Your assignment
When a line of the entries contains "impl", please list that line.

Record excerpts
==========
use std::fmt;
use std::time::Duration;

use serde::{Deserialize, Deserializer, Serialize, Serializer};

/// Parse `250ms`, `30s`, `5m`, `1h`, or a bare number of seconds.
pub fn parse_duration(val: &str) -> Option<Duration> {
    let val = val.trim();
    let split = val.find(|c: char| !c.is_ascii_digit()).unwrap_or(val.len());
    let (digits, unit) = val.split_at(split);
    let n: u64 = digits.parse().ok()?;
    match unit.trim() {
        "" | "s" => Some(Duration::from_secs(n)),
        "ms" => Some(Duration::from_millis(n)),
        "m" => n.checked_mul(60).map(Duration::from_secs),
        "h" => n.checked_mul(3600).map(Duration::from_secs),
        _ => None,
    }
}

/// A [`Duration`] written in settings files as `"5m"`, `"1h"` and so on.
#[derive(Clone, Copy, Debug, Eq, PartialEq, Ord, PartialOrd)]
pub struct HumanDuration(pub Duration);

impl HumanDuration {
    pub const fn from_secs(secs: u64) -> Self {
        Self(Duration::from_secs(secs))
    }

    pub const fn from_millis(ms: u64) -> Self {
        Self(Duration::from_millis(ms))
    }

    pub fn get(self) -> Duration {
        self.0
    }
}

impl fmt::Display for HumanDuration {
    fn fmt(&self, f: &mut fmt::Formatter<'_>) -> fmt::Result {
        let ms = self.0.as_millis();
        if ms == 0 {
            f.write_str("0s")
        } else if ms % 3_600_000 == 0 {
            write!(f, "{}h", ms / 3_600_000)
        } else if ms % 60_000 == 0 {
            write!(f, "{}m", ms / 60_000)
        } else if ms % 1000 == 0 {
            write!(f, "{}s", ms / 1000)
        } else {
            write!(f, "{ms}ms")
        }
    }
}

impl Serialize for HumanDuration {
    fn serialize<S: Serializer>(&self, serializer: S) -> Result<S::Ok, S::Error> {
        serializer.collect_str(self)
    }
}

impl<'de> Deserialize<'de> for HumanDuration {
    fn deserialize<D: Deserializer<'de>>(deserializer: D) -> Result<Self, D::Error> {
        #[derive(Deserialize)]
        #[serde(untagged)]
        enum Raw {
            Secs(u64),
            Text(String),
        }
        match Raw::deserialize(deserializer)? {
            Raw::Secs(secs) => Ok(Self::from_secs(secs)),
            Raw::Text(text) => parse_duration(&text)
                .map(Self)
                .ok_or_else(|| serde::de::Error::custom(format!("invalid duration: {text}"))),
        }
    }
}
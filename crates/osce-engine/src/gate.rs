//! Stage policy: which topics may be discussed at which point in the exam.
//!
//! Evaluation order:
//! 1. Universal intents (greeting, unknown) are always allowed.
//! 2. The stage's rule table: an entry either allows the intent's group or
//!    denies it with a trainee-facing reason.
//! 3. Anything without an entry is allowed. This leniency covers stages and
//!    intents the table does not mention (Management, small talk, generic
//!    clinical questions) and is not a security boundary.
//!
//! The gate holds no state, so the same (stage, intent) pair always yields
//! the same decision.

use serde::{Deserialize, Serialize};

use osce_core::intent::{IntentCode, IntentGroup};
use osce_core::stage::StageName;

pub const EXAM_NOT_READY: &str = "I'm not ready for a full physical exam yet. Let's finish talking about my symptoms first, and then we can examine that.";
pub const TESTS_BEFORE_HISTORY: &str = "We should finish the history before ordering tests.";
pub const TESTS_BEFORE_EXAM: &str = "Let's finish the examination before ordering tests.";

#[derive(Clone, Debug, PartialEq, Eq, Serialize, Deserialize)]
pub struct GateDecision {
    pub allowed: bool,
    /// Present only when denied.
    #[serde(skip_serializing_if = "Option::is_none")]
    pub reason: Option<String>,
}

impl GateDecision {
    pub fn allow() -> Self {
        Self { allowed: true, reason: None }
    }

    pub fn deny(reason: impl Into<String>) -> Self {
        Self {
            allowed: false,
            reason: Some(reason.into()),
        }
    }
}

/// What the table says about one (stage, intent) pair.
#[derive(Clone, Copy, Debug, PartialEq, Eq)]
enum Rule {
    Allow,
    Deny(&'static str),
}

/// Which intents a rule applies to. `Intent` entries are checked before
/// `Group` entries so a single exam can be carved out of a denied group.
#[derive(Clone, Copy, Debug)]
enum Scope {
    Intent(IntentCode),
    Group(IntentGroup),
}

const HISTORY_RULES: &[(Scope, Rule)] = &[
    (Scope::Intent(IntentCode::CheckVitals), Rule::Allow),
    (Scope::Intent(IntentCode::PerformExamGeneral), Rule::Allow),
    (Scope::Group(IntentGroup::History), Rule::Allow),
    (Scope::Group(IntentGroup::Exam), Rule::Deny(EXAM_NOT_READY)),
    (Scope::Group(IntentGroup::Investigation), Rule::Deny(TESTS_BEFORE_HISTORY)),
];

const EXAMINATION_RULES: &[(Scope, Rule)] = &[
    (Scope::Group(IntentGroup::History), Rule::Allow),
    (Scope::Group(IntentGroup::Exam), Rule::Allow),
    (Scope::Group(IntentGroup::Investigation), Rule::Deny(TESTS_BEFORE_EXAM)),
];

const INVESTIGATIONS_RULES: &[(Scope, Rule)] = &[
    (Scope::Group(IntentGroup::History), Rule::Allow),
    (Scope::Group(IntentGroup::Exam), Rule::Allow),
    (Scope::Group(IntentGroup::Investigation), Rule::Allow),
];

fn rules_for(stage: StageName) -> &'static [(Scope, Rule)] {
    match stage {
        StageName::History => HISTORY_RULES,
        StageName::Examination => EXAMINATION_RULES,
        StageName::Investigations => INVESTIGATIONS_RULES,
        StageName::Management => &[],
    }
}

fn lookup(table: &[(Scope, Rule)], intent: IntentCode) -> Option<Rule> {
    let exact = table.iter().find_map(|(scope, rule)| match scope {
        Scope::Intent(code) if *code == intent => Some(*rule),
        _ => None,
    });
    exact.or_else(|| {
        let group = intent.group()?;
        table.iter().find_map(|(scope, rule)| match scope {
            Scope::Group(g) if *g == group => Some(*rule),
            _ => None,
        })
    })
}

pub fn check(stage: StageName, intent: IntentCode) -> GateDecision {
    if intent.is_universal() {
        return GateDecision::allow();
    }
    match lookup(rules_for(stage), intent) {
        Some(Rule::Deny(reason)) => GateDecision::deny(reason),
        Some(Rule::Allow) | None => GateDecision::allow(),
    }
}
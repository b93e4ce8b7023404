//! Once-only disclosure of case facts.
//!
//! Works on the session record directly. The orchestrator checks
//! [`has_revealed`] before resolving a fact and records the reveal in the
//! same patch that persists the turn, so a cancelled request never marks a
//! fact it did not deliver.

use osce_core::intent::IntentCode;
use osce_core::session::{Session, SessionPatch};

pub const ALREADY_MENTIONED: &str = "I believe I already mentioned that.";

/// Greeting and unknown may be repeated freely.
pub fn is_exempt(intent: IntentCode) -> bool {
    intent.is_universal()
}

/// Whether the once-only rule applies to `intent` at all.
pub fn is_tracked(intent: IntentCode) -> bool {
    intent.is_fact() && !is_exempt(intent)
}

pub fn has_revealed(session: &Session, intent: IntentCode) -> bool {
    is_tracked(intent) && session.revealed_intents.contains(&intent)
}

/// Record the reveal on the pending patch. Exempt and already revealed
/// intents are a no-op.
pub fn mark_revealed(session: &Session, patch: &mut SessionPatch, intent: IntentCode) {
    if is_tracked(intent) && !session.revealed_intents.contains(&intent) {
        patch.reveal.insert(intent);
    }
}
==========
Response
impl HumanDuration {
impl fmt::Display for HumanDuration {
impl Serialize for HumanDuration {
impl<'de> Deserialize<'de> for HumanDuration {
impl GateDecision {
    pub fn deny(reason: impl Into<String>) -> Self {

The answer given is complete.